# What needs to be done
Please copy out the lines in the entries that contain "impl".

Saved entries:

# # # #

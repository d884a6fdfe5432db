//! GitHub `repository_dispatch` trigger.
//!
//! Fires an event that a workflow in the target repository listens for, so the
//! same relay job runs remotely. The workflow reads its parameters from
//! `client_payload`.

use chrono::{DateTime, NaiveDate, Utc};
use reqwest::header::{ACCEPT, AUTHORIZATION};
use reqwest::{Client, Url};
use serde::Serialize;
use ytrelay_core::Mode;

use crate::client::parse_http_url;
use crate::error::WebhookError;

pub const DEFAULT_GITHUB_API_URL: &str = "https://api.github.com";

const GITHUB_ACCEPT: &str = "application/vnd.github.v3+json";

/// Mode-specific parameters for the remote job. Counts are strings because the
/// workflow consumes them as `inputs`; `mode` is the value the workflow
/// exports as `MODE`.
#[derive(Debug, Clone, PartialEq, Eq, Serialize)]
#[serde(untagged)]
pub enum ClientPayload {
    Search {
        mode: String,
        search_query: String,
        max_results: String,
        timestamp: String,
        #[serde(skip_serializing_if = "Option::is_none")]
        webhook_url: Option<String>,
        /// `YYYY-MM-DD`.
        #[serde(skip_serializing_if = "Option::is_none")]
        published_after: Option<String>,
        #[serde(skip_serializing_if = "Option::is_none")]
        published_before: Option<String>,
    },
    Comments {
        mode: String,
        video_id: String,
        max_comments: String,
        timestamp: String,
        #[serde(skip_serializing_if = "Option::is_none")]
        webhook_url: Option<String>,
    },
    ChannelVideos {
        mode: String,
        channel_id: String,
        max_results: String,
        timestamp: String,
        #[serde(skip_serializing_if = "Option::is_none")]
        webhook_url: Option<String>,
    },
}

#[derive(Debug, Clone, PartialEq, Eq, Serialize)]
pub struct DispatchRequest {
    pub event_type: &'static str,
    pub client_payload: ClientPayload,
}

impl DispatchRequest {
    /// Builds the event for one relay job.
    #[must_use]
    pub fn for_job(
        mode: Mode,
        target: &str,
        count: u32,
        webhook_url: Option<&str>,
        requested_at: DateTime<Utc>,
    ) -> Self {
        let target = target.to_owned();
        let count = count.to_string();
        let timestamp = requested_at.to_rfc3339();
        let webhook_url = webhook_url.map(str::to_owned);
        let mode_name = mode.to_string();

        let client_payload = match mode {
            Mode::Search => ClientPayload::Search {
                mode: mode_name,
                search_query: target,
                max_results: count,
                timestamp,
                webhook_url,
                published_after: None,
                published_before: None,
            },
            Mode::Comments => ClientPayload::Comments {
                mode: mode_name,
                video_id: target,
                max_comments: count,
                timestamp,
                webhook_url,
            },
            Mode::ChannelVideos => ClientPayload::ChannelVideos {
                mode: mode_name,
                channel_id: target,
                max_results: count,
                timestamp,
                webhook_url,
            },
        };

        Self {
            event_type: mode.dispatch_event_type(),
            client_payload,
        }
    }

    /// Restricts a search job to videos published between the two dates.
    /// Other modes ignore the window.
    #[must_use]
    pub fn with_publish_window(
        mut self,
        after: Option<NaiveDate>,
        before: Option<NaiveDate>,
    ) -> Self {
        if let ClientPayload::Search {
            published_after,
            published_before,
            ..
        } = &mut self.client_payload
        {
            *published_after = after.map(|d| d.format("%Y-%m-%d").to_string());
            *published_before = before.map(|d| d.format("%Y-%m-%d").to_string());
        }
        self
    }
}

pub struct DispatchClient {
    client: Client,
    endpoint: Url,
    token: String,
}

impl std::fmt::Debug for DispatchClient {
    fn fmt(&self, f: &mut std::fmt::Formatter<'_>) -> std::fmt::Result {
        f.debug_struct("DispatchClient")
            .field("endpoint", &self.endpoint.as_str())
            .field("token", &"[redacted]")
            .finish_non_exhaustive()
    }
}

impl DispatchClient {
    /// Creates a client for `repository` (`owner/repo`) on the GitHub API at
    /// `api_url`.
    ///
    /// # Errors
    ///
    /// Returns [`WebhookError::InvalidUrl`] if `api_url` is not an http(s) URL
    /// or `repository` is not in `owner/repo` form.
    pub fn new(
        client: Client,
        api_url: &str,
        token: &str,
        repository: &str,
    ) -> Result<Self, WebhookError> {
        let (owner, repo) = repository
            .split_once('/')
            .filter(|(owner, repo)| !owner.is_empty() && !repo.is_empty() && !repo.contains('/'))
            .ok_or_else(|| WebhookError::InvalidUrl {
                url: repository.to_owned(),
                reason: "repository must be in owner/repo form".to_string(),
            })?;

        let mut endpoint = parse_http_url(api_url)?;
        endpoint
            .path_segments_mut()
            .map_err(|()| WebhookError::InvalidUrl {
                url: api_url.to_owned(),
                reason: "URL cannot be a base".to_string(),
            })?
            .pop_if_empty()
            .extend(["repos", owner, repo, "dispatches"]);

        Ok(Self {
            client,
            endpoint,
            token: token.to_owned(),
        })
    }

    #[must_use]
    pub fn endpoint(&self) -> &Url {
        &self.endpoint
    }

    /// Sends the dispatch event. GitHub answers 204 on success.
    ///
    /// # Errors
    ///
    /// - [`WebhookError::Http`] on network failure.
    /// - [`WebhookError::UnexpectedStatus`] on any non-2xx response, for
    ///   example 401 for a bad token or 404 for an unknown repository.
    pub async fn trigger(&self, request: &DispatchRequest) -> Result<(), WebhookError> {
        let response = self
            .client
            .post(self.endpoint.clone())
            .header(ACCEPT, GITHUB_ACCEPT)
            .header(AUTHORIZATION, format!("token {}", self.token))
            .json(request)
            .send()
            .await?;

        let status = response.status();
        if status.is_success() {
            tracing::info!(
                event_type = request.event_type,
                status = status.as_u16(),
                "repository dispatch accepted"
            );
            return Ok(());
        }

        let body = response.text().await.unwrap_or_default();
        Err(WebhookError::UnexpectedStatus {
            status: status.as_u16(),
            body,
        })
    }
}

#[cfg(test)]
mod tests {
    use chrono::TimeZone;
    use serde_json::json;

    use super::*;

    fn requested_at() -> DateTime<Utc> {
        Utc.with_ymd_and_hms(2025, 6, 1, 8, 0, 0).unwrap()
    }

    #[test]
    fn search_payload_uses_string_counts() {
        let request = DispatchRequest::for_job(Mode::Search, "HONOR 400", 75, None, requested_at());
        assert_eq!(
            serde_json::to_value(&request).unwrap(),
            json!({
                "event_type": "youtube-search",
                "client_payload": {
                    "mode": "search",
                    "search_query": "HONOR 400",
                    "max_results": "75",
                    "timestamp": "2025-06-01T08:00:00+00:00"
                }
            })
        );
    }

    #[test]
    fn comments_payload_carries_webhook_url() {
        let request = DispatchRequest::for_job(
            Mode::Comments,
            "dQw4w9WgXcQ",
            120,
            Some("https://hooks.example.com/in"),
            requested_at(),
        );
        let value = serde_json::to_value(&request).unwrap();
        assert_eq!(value["event_type"], "youtube-comments");
        assert_eq!(value["client_payload"]["mode"], "comments");
        assert_eq!(value["client_payload"]["video_id"], "dQw4w9WgXcQ");
        assert_eq!(value["client_payload"]["max_comments"], "120");
        assert_eq!(
            value["client_payload"]["webhook_url"],
            "https://hooks.example.com/in"
        );
    }

    #[test]
    fn channel_payload_uses_channel_id_key() {
        let request =
            DispatchRequest::for_job(Mode::ChannelVideos, "@mkbhd", 30, None, requested_at());
        let value = serde_json::to_value(&request).unwrap();
        assert_eq!(value["event_type"], "youtube-channel-videos");
        assert_eq!(value["client_payload"]["mode"], "channel-videos");
        assert_eq!(value["client_payload"]["channel_id"], "@mkbhd");
        assert_eq!(value["client_payload"]["max_results"], "30");
    }

    #[test]
    fn search_payload_carries_publish_window_dates() {
        let request = DispatchRequest::for_job(Mode::Search, "HONOR test", 3, None, requested_at())
            .with_publish_window(NaiveDate::from_ymd_opt(2024, 1, 1), None);
        let payload = &serde_json::to_value(&request).unwrap()["client_payload"];
        assert_eq!(payload["published_after"], "2024-01-01");
        assert!(payload.get("published_before").is_none());
    }

    #[test]
    fn publish_window_is_ignored_outside_search() {
        let request = DispatchRequest::for_job(Mode::Comments, "vid", 10, None, requested_at())
            .with_publish_window(NaiveDate::from_ymd_opt(2024, 1, 1), None);
        let payload = &serde_json::to_value(&request).unwrap()["client_payload"];
        assert!(payload.get("published_after").is_none());
    }

    #[test]
    fn endpoint_is_built_from_api_url_and_repository() {
        for api_url in ["https://api.github.com", "https://api.github.com/"] {
            let client = DispatchClient::new(Client::new(), api_url, "t", "octo/relay").unwrap();
            assert_eq!(
                client.endpoint().as_str(),
                "https://api.github.com/repos/octo/relay/dispatches"
            );
        }
    }

    #[test]
    fn malformed_repository_is_rejected() {
        for repository in ["", "octo", "/relay", "octo/", "a/b/c"] {
            assert!(
                matches!(
                    DispatchClient::new(Client::new(), DEFAULT_GITHUB_API_URL, "t", repository),
                    Err(WebhookError::InvalidUrl { .. })
                ),
                "expected InvalidUrl for {repository:?}"
            );
        }
    }

    #[test]
    fn debug_output_redacts_token() {
        let client =
            DispatchClient::new(Client::new(), DEFAULT_GITHUB_API_URL, "ghp_secret", "o/r").unwrap();
        assert!(!format!("{client:?}").contains("ghp_secret"));
    }
}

# # # #

# Solved exercise
impl DispatchRequest {
impl std::fmt::Debug for DispatchClient {
impl DispatchClient {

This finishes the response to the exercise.